//! Tier-interleaved breadth-first search (CBFS).
//!
//! The search visits every non-sink node at most once, recording the parent it was first
//! reached from. Reaching the sink is different: every dequeued arrival at the sink is recorded
//! as an [`Arrival`] and never marks the sink visited, so each distinct incoming edge that the
//! traversal follows produces its own path.

use petgraph::{graph::NodeIndex, visit::VisitMap};
use serde::{Deserialize, Serialize};
use std::collections::{BTreeMap, VecDeque};

use crate::{
    error::TrustPathError,
    graph::UserId,
    ordering::TierOrdering,
    proximity::Tier,
};

/// One instance of the search reaching the sink.
#[derive(Debug, Clone, Copy, PartialEq, Eq, Hash, Serialize, Deserialize)]
pub struct Arrival {
    /// The node the sink was reached from; `None` when the source is the sink.
    pub parent: Option<UserId>,
    pub sink: UserId,
}

#[derive(Debug, Clone, Default, PartialEq, Eq, Serialize, Deserialize)]
pub struct SearchOutcome {
    pub(crate) parents: BTreeMap<UserId, Option<UserId>>,
    pub(crate) arrivals: Vec<Arrival>,
}

impl SearchOutcome {
    /// First-visit parent of every expanded node. The source maps to `None`.
    pub fn parents(&self) -> &BTreeMap<UserId, Option<UserId>> {
        &self.parents
    }

    /// Arrivals at the sink, in dequeue order.
    pub fn arrivals(&self) -> &[Arrival] {
        &self.arrivals
    }

    /// `Some(parent)` if `id` was expanded during the search.
    pub fn parent_of(&self, id: UserId) -> Option<Option<UserId>> {
        self.parents.get(&id).copied()
    }

    pub fn visited_count(&self) -> usize {
        self.parents.len()
    }
}

/// Search from `source` to `sink` over the tiers of `ordering`, within the graph it borrows.
///
/// At each expansion, tier members are enqueued rank by rank: for every rank, the longest-tier
/// member first, then the longer-tier member, then the local-tier member.
pub fn cbfs(
    ordering: &TierOrdering<'_>,
    source: UserId,
    sink: UserId,
) -> Result<SearchOutcome, TrustPathError> {
    let graph = ordering.graph();
    let source_idx = graph.index_of(source)?;
    let sink_idx = graph.index_of(sink)?;
    if ordering.target() != sink {
        tracing::warn!(
            "CBFS to sink {sink} using an ordering built for target {}",
            ordering.target()
        );
    }

    let mut outcome = SearchOutcome::default();
    let mut visited = graph.visit_map();
    let mut queue: VecDeque<(Option<NodeIndex>, NodeIndex)> = VecDeque::new();
    queue.push_back((None, source_idx));

    while let Some((parent, current)) = queue.pop_front() {
        let parent_id = parent.map(|p| graph.node_at(p).id);
        if current == sink_idx {
            tracing::trace!("arrived at sink {sink} from {parent_id:?}");
            outcome.arrivals.push(Arrival {
                parent: parent_id,
                sink,
            });
            continue;
        }
        if !visited.visit(current) {
            continue;
        }

        let current_id = graph.node_at(current).id;
        outcome.parents.insert(current_id, parent_id);

        let Some(tiers) = ordering.tiers(current) else {
            continue;
        };
        for level in 0..tiers.depth() {
            for tier in Tier::SEARCH_ORDER {
                if let Some(neighbor) = tiers.get(tier).get(level) {
                    queue.push_back((Some(current), *neighbor));
                }
            }
        }
    }

    tracing::debug!(
        "CBFS {source} -> {sink}: {} users expanded, {} arrivals",
        outcome.visited_count(),
        outcome.arrivals.len()
    );
    Ok(outcome)
}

────────────────────────────────────────

EXERCISE INSTRUCTIONS:
Using the listing above, work out how many of its lines include "neighbor", and give only the result.

TASK RESULT:
2